Your assignment ▸
What is needed is an exact copy of all the data.

[Opening Input data section]

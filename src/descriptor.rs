use alloc::{
    collections::BTreeMap,
    string::String,
    sync::{Arc, Weak},
    vec::Vec,
};
use core::{
    any::type_name,
    fmt::{self, Debug, Formatter},
};
use parking_lot::Mutex;
use tracing::{debug, debug_span, error, warn};

use crate::{
    any::{AnyInstance, TypeInfo},
    errors::{FieldErrorKind, ResolveErrorKind},
    key::Key,
    scope::{Scope, ScopeInner},
};

type ComputeFn = Arc<dyn Fn(&Scope) -> Result<AnyInstance, ResolveErrorKind> + Send + Sync>;

#[derive(Clone)]
enum ResolutionKind {
    Key(&'static str),
    Computed(ComputeFn),
}

/// How a lazy field gets its value on first read
#[derive(Clone)]
pub struct Resolution {
    type_info: TypeInfo,
    kind: ResolutionKind,
}

impl Resolution {
    /// Resolves the key against the bound scope
    #[inline]
    #[must_use]
    pub fn key<T: Send + Sync + 'static>(key: &Key<T>) -> Self {
        Self {
            type_info: TypeInfo::of::<T>(),
            kind: ResolutionKind::Key(key.name()),
        }
    }

    /// Calls the closure with the bound scope
    #[must_use]
    pub fn computed<T, F>(compute: F) -> Self
    where
        T: Send + Sync + 'static,
        F: Fn(&Scope) -> Result<T, ResolveErrorKind> + Send + Sync + 'static,
    {
        Self {
            type_info: TypeInfo::of::<T>(),
            kind: ResolutionKind::Computed(Arc::new(move |scope: &Scope| -> Result<AnyInstance, ResolveErrorKind> {
                let value = compute(scope)?;
                Ok(Arc::new(value))
            })),
        }
    }

    #[inline]
    #[must_use]
    pub const fn type_info(&self) -> TypeInfo {
        self.type_info
    }

    #[inline]
    #[must_use]
    pub const fn is_computed(&self) -> bool {
        matches!(self.kind, ResolutionKind::Computed(_))
    }

    fn resolve(&self, scope: &Scope) -> Result<AnyInstance, ResolveErrorKind> {
        match &self.kind {
            ResolutionKind::Key(name) => scope.resolve_dyn(*name),
            ResolutionKind::Computed(compute) => {
                scope.ensure_active()?;
                compute(scope)
            }
        }
    }
}

impl Debug for Resolution {
    fn fmt(&self, f: &mut Formatter<'_>) -> fmt::Result {
        match &self.kind {
            ResolutionKind::Key(name) => f.debug_tuple("Key").field(name).finish(),
            ResolutionKind::Computed(_) => f.debug_tuple("Computed").field(&self.type_info.name).finish(),
        }
    }
}

#[derive(Clone, Debug)]
pub struct Descriptor {
    pub owner: &'static str,
    pub field: &'static str,
    pub resolution: Resolution,
}

/// Lazy fields declared for one owner key, at most one per field name
#[derive(Clone, Debug, Default)]
pub struct Descriptors {
    fields: BTreeMap<&'static str, Descriptor>,
}

pub(crate) static EMPTY_DESCRIPTORS: Descriptors = Descriptors { fields: BTreeMap::new() };

impl Descriptors {
    #[inline]
    #[must_use]
    pub const fn new() -> Self {
        Self { fields: BTreeMap::new() }
    }

    /// Adds the descriptor, replacing and returning an earlier one for the same field
    #[inline]
    pub fn declare(&mut self, descriptor: Descriptor) -> Option<Descriptor> {
        self.fields.insert(descriptor.field, descriptor)
    }

    #[inline]
    #[must_use]
    pub fn get(&self, field: &str) -> Option<&Descriptor> {
        self.fields.get(field)
    }

    #[inline]
    pub fn iter(&self) -> impl Iterator<Item = &Descriptor> {
        self.fields.values()
    }

    #[inline]
    #[must_use]
    pub fn len(&self) -> usize {
        self.fields.len()
    }

    #[inline]
    #[must_use]
    pub fn is_empty(&self) -> bool {
        self.fields.is_empty()
    }
}

struct Slot {
    resolution: Resolution,
    value: Mutex<Option<AnyInstance>>,
}

/// Lazy fields of one instance.
///
/// Bound to the scope the instance was constructed in. Each field is resolved on its
/// first read and the value is kept here, so later reads return the same `Arc`.
/// Fields are read-only: every write is rejected.
/// Only a weak reference to the scope is held, so an instance never keeps its scope alive.
pub struct Bindings {
    owner: &'static str,
    scope_label: String,
    scope: Weak<ScopeInner>,
    slots: BTreeMap<&'static str, Slot>,
}

impl Bindings {
    #[must_use]
    pub fn bind(owner: &'static str, descriptors: &Descriptors, scope: &Scope) -> Self {
        let slots = descriptors
            .iter()
            .map(|descriptor| {
                (
                    descriptor.field,
                    Slot {
                        resolution: descriptor.resolution.clone(),
                        value: Mutex::new(None),
                    },
                )
            })
            .collect();

        Self {
            owner,
            scope_label: scope.label().into(),
            scope: Arc::downgrade(&scope.inner),
            slots,
        }
    }

    /// Reads the field, resolving it on first access
    ///
    /// # Errors
    /// - [`ResolveErrorKind::UndeclaredField`] if the field isn't declared for the owner
    /// - [`ResolveErrorKind::UseAfterDispose`] if the bound scope is disposed or dropped
    /// - [`ResolveErrorKind::IncorrectType`] if the field holds another type
    /// - any error of resolving the field itself
    pub fn get<T: Send + Sync + 'static>(&self, field: &'static str) -> Result<Arc<T>, ResolveErrorKind> {
        let span = debug_span!("field", owner = self.owner, field);
        let _guard = span.enter();

        let Some(slot) = self.slots.get(field) else {
            let err = ResolveErrorKind::UndeclaredField { owner: self.owner, field };
            error!("{}", err);
            return Err(err);
        };

        let cached = slot.value.lock().clone();
        let value = match cached {
            Some(value) => {
                debug!("Found in field cache");
                value
            }
            None => {
                let Some(scope) = self.scope.upgrade().map(Scope::from_inner) else {
                    let err = ResolveErrorKind::UseAfterDispose {
                        scope: self.scope_label.clone(),
                    };
                    warn!("{}", err);
                    return Err(err);
                };
                let resolved = slot.resolution.resolve(&scope)?;

                debug!("Field resolved");

                // Another thread may have won the race, first value stays
                slot.value.lock().get_or_insert(resolved).clone()
            }
        };

        value.downcast::<T>().map_err(|_| {
            let err = ResolveErrorKind::IncorrectType {
                key: field,
                expected: type_name::<T>(),
                actual: slot.resolution.type_info().name,
            };
            error!("{}", err);
            err
        })
    }

    /// Fields can't be assigned, neither before nor after the first read
    ///
    /// # Errors
    /// Always [`FieldErrorKind::ReadOnlyField`]
    pub fn set<T>(&self, field: &'static str, _value: T) -> Result<(), FieldErrorKind> {
        let err = FieldErrorKind::ReadOnlyField { owner: self.owner, field };
        warn!("{}", err);
        Err(err)
    }

    #[inline]
    #[must_use]
    pub fn is_resolved(&self, field: &str) -> bool {
        self.slots.get(field).is_some_and(|slot| slot.value.lock().is_some())
    }

    #[inline]
    #[must_use]
    pub fn fields(&self) -> Vec<&'static str> {
        self.slots.keys().copied().collect()
    }

    #[inline]
    #[must_use]
    pub const fn owner(&self) -> &'static str {
        self.owner
    }

    /// Label of the scope the fields are bound to
    #[inline]
    #[must_use]
    pub fn scope_label(&self) -> &str {
        &self.scope_label
    }
}

impl Debug for Bindings {
    fn fmt(&self, f: &mut Formatter<'_>) -> fmt::Result {
        f.debug_struct("Bindings")
            .field("owner", &self.owner)
            .field("scope", &self.scope_label)
            .field("fields", &self.fields())
            .finish_non_exhaustive()
    }
}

[Closing Input data section]

Response to this task ▸
filename src/descriptor.rs
use alloc::{
    collections::BTreeMap,
    string::String,
    sync::{Arc, Weak},
    vec::Vec,
};
use core::{
    any::type_name,
    fmt::{self, Debug, Formatter},
};
use parking_lot::Mutex;
use tracing::{debug, debug_span, error, warn};

use crate::{
    any::{AnyInstance, TypeInfo},
    errors::{FieldErrorKind, ResolveErrorKind},
    key::Key,
    scope::{Scope, ScopeInner},
};

type ComputeFn = Arc<dyn Fn(&Scope) -> Result<AnyInstance, ResolveErrorKind> + Send + Sync>;

#[derive(Clone)]
enum ResolutionKind {
    Key(&'static str),
    Computed(ComputeFn),
}

/// How a lazy field gets its value on first read
#[derive(Clone)]
pub struct Resolution {
    type_info: TypeInfo,
    kind: ResolutionKind,
}

impl Resolution {
    /// Resolves the key against the bound scope
    #[inline]
    #[must_use]
    pub fn key<T: Send + Sync + 'static>(key: &Key<T>) -> Self {
        Self {
            type_info: TypeInfo::of::<T>(),
            kind: ResolutionKind::Key(key.name()),
        }
    }

    /// Calls the closure with the bound scope
    #[must_use]
    pub fn computed<T, F>(compute: F) -> Self
    where
        T: Send + Sync + 'static,
        F: Fn(&Scope) -> Result<T, ResolveErrorKind> + Send + Sync + 'static,
    {
        Self {
            type_info: TypeInfo::of::<T>(),
            kind: ResolutionKind::Computed(Arc::new(move |scope: &Scope| -> Result<AnyInstance, ResolveErrorKind> {
                let value = compute(scope)?;
                Ok(Arc::new(value))
            })),
        }
    }

    #[inline]
    #[must_use]
    pub const fn type_info(&self) -> TypeInfo {
        self.type_info
    }

    #[inline]
    #[must_use]
    pub const fn is_computed(&self) -> bool {
        matches!(self.kind, ResolutionKind::Computed(_))
    }

    fn resolve(&self, scope: &Scope) -> Result<AnyInstance, ResolveErrorKind> {
        match &self.kind {
            ResolutionKind::Key(name) => scope.resolve_dyn(*name),
            ResolutionKind::Computed(compute) => {
                scope.ensure_active()?;
                compute(scope)
            }
        }
    }
}

impl Debug for Resolution {
    fn fmt(&self, f: &mut Formatter<'_>) -> fmt::Result {
        match &self.kind {
            ResolutionKind::Key(name) => f.debug_tuple("Key").field(name).finish(),
            ResolutionKind::Computed(_) => f.debug_tuple("Computed").field(&self.type_info.name).finish(),
        }
    }
}

#[derive(Clone, Debug)]
pub struct Descriptor {
    pub owner: &'static str,
    pub field: &'static str,
    pub resolution: Resolution,
}

/// Lazy fields declared for one owner key, at most one per field name
#[derive(Clone, Debug, Default)]
pub struct Descriptors {
    fields: BTreeMap<&'static str, Descriptor>,
}

pub(crate) static EMPTY_DESCRIPTORS: Descriptors = Descriptors { fields: BTreeMap::new() };

impl Descriptors {
    #[inline]
    #[must_use]
    pub const fn new() -> Self {
        Self { fields: BTreeMap::new() }
    }

    /// Adds the descriptor, replacing and returning an earlier one for the same field
    #[inline]
    pub fn declare(&mut self, descriptor: Descriptor) -> Option<Descriptor> {
        self.fields.insert(descriptor.field, descriptor)
    }

    #[inline]
    #[must_use]
    pub fn get(&self, field: &str) -> Option<&Descriptor> {
        self.fields.get(field)
    }

    #[inline]
    pub fn iter(&self) -> impl Iterator<Item = &Descriptor> {
        self.fields.values()
    }

    #[inline]
    #[must_use]
    pub fn len(&self) -> usize {
        self.fields.len()
    }

    #[inline]
    #[must_use]
    pub fn is_empty(&self) -> bool {
        self.fields.is_empty()
    }
}

struct Slot {
    resolution: Resolution,
    value: Mutex<Option<AnyInstance>>,
}

/// Lazy fields of one instance.
///
/// Bound to the scope the instance was constructed in. Each field is resolved on its
/// first read and the value is kept here, so later reads return the same `Arc`.
/// Fields are read-only: every write is rejected.
/// Only a weak reference to the scope is held, so an instance never keeps its scope alive.
pub struct Bindings {
    owner: &'static str,
    scope_label: String,
    scope: Weak<ScopeInner>,
    slots: BTreeMap<&'static str, Slot>,
}

impl Bindings {
    #[must_use]
    pub fn bind(owner: &'static str, descriptors: &Descriptors, scope: &Scope) -> Self {
        let slots = descriptors
            .iter()
            .map(|descriptor| {
                (
                    descriptor.field,
                    Slot {
                        resolution: descriptor.resolution.clone(),
                        value: Mutex::new(None),
                    },
                )
            })
            .collect();

        Self {
            owner,
            scope_label: scope.label().into(),
            scope: Arc::downgrade(&scope.inner),
            slots,
        }
    }

    /// Reads the field, resolving it on first access
    ///
    /// # Errors
    /// - [`ResolveErrorKind::UndeclaredField`] if the field isn't declared for the owner
    /// - [`ResolveErrorKind::UseAfterDispose`] if the bound scope is disposed or dropped
    /// - [`ResolveErrorKind::IncorrectType`] if the field holds another type
    /// - any error of resolving the field itself
    pub fn get<T: Send + Sync + 'static>(&self, field: &'static str) -> Result<Arc<T>, ResolveErrorKind> {
        let span = debug_span!("field", owner = self.owner, field);
        let _guard = span.enter();

        let Some(slot) = self.slots.get(field) else {
            let err = ResolveErrorKind::UndeclaredField { owner: self.owner, field };
            error!("{}", err);
            return Err(err);
        };

        let cached = slot.value.lock().clone();
        let value = match cached {
            Some(value) => {
                debug!("Found in field cache");
                value
            }
            None => {
                let Some(scope) = self.scope.upgrade().map(Scope::from_inner) else {
                    let err = ResolveErrorKind::UseAfterDispose {
                        scope: self.scope_label.clone(),
                    };
                    warn!("{}", err);
                    return Err(err);
                };
                let resolved = slot.resolution.resolve(&scope)?;

                debug!("Field resolved");

                // Another thread may have won the race, first value stays
                slot.value.lock().get_or_insert(resolved).clone()
            }
        };

        value.downcast::<T>().map_err(|_| {
            let err = ResolveErrorKind::IncorrectType {
                key: field,
                expected: type_name::<T>(),
                actual: slot.resolution.type_info().name,
            };
            error!("{}", err);
            err
        })
    }

    /// Fields can't be assigned, neither before nor after the first read
    ///
    /// # Errors
    /// Always [`FieldErrorKind::ReadOnlyField`]
    pub fn set<T>(&self, field: &'static str, _value: T) -> Result<(), FieldErrorKind> {
        let err = FieldErrorKind::ReadOnlyField { owner: self.owner, field };
        warn!("{}", err);
        Err(err)
    }

    #[inline]
    #[must_use]
    pub fn is_resolved(&self, field: &str) -> bool {
        self.slots.get(field).is_some_and(|slot| slot.value.lock().is_some())
    }

    #[inline]
    #[must_use]
    pub fn fields(&self) -> Vec<&'static str> {
        self.slots.keys().copied().collect()
    }

    #[inline]
    #[must_use]
    pub const fn owner(&self) -> &'static str {
        self.owner
    }

    /// Label of the scope the fields are bound to
    #[inline]
    #[must_use]
    pub fn scope_label(&self) -> &str {
        &self.scope_label
    }
}

impl Debug for Bindings {
    fn fmt(&self, f: &mut Formatter<'_>) -> fmt::Result {
        f.debug_struct("Bindings")
            .field("owner", &self.owner)
            .field("scope", &self.scope_label)
            .field("fields", &self.fields())
            .finish_non_exhaustive()
    }
}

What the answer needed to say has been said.